Potting soil (also called potting mix) often contains no soil at all, hence the name soil-less mix on many bags. It is usually based on peat moss or some other quick draining material and sometimes has compost or biochar mixed in.
Potting soil is lightweight, has lots of air in it so water runs through quickly and it will not pack down. Perlite and vermiculite add even more air space, making it light and fluffy. Ingredients are listed on the bag.
Soilless potting soil and potting mix are best for containers since they need good drainage. Look for even fluffier seed-starting mixes when planting seeds indoors.
We tried 6 different kinds of potting soil and liked this one the best.
Choosing Between Topsoil and Potting Soil
The choice between topsoil or potting soil comes down to what you’re using it for:
Topsoil is for landscaping and outside uses. It is heavier and cheaper and is not sterile. If you are filling a hole or leveling out the ground, just get regular topsoil. (Or, sometimes you can find “fill dirt” from construction projects but only use if you are reasonably certain it is free of soil-borne diseases, pests, and contamination.)
Enriched topsoil (topsoil + compost) is for actively growing plants. Garden beds, shrubs, and trees all need a rich layer of minerals and organic matter. Plan on 6 to 8 inches of topsoil. Grass lawns also need topsoil though grass is shallow-rooted so 4 to 6 inches of topsoil is ample.
Soilless potting soil aka potting mix is for containers and indoor use. It is sterile, lightweight and more expensive. If you’re planting in pots, use potting soil.
Can You Mix Topsoil With Your Potting Soil?
Potting soil can be mixed with topsoil for particular cases such as raised beds (though we’d recommend 50% topsoil/compost for raised beds), but topsoil is a bad idea for containers. This defeats the entire purpose; potting soil is specifically formulated to be “soil-less” and provide the light mix for drainage and root development in pots. Adding topsoil makes the soil dense and heavy, and not good for watering which is critical for containers.
Hopefully, next time you visit the garden center for soil, it won’t be so overwhelming!
In a desert environment I would recommend deep penetration of the soil with ample organic matter (I prefer turkey or chicken manure as it won't burn seedlings and has fewer weed seeds) topped with a lot of mulch to keep the soil moisture from evaporating too quickly.
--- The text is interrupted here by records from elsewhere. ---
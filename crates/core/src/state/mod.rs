//! Session state.
//!
//! - [`conversation`]: event notifications for conversation lifecycle changes
//! - [`manager`]: concurrent sessions on top of the debate engine

pub mod conversation;
pub mod manager;

pub use manager::{SessionManager, SessionResult, SessionSpec};
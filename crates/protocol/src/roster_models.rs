//! Named rosters from `.debate-kit/rosters/*.yaml`.

use serde::{Deserialize, Serialize};

/// A named lineup of agents for a session.
///
/// Optional fields override the matching session settings when the roster
/// is selected.
///
/// # Example
///
/// ```yaml
/// name: architecture-review
/// agents:
///   - proponent
///   - challenger
///   - writer
/// first-speaker: proponent
/// max-rounds: 6
/// ```
#[derive(Serialize, Deserialize, Debug, Clone, PartialEq)]
#[serde(rename_all = "kebab-case")]
pub struct Roster {
    pub name: String,

    /// Agent names, in rotation order.
    pub agents: Vec<String>,

    #[serde(default, skip_serializing_if = "Option::is_none")]
    pub first_speaker: Option<String>,

    #[serde(default, skip_serializing_if = "Option::is_none")]
    pub max_rounds: Option<u32>,

    #[serde(default, skip_serializing_if = "Option::is_none")]
    pub summarizer: Option<String>,
}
Secondly, I would recommend sinking pots into the ground between the plants and filling with bark or pebbles and watering into the pots with a drip irrigation tip of at least 2-3 gallons an hour. Putting the water into the ground will make the roots chase moisture for a deeper root formation thereby making them more immune to the sun's heat. Also it eliminates water on the leaves which can lead to powdery mildew, mold and fungi problems. I live in Southern California so I know what a desert is capable of.
I have squash in raised beds, Beautiful leaves but are not producing any fruit....the baby squash will not grow & mature; they seem to dry up. We are watering twice a day during the heat because of wilt...what do you suggest? Many thanks.
Sounds like you are using too much nitrogen and not enough phosphorus and potash in the fertilizers you use. Organic bone meal, which is sold at almost every DIY store and garden centre will help. On the package of fertilizer there will be 3 numbers such as 14-5-11. The first number is, of course, nitrogen which affects the density, fullness, growth of new roots and green colour. Remember the mnemonic "Up, Down, All Around". The "UP" is Nitrogen. The middle number is Phosphorus. This chemical promotes flowering, fruit formation, the cells in the leaves, roots and stems, seedling and root development and overall health and vigour. This is the "DOWN" in the equation. Finally, there is Potassium (or soluble Potash). This chemical assists in the formation of the plant's food supply (starches and sugars), promotes disease resistance, aids in the resistance against environmental stresses and overall hardiness. This is the "All Around". When you water excessively you leach these from the soil. Cut back to once every two to three days instead so the root sheaths are not compromised by root rot and nematodes. Hope this helps.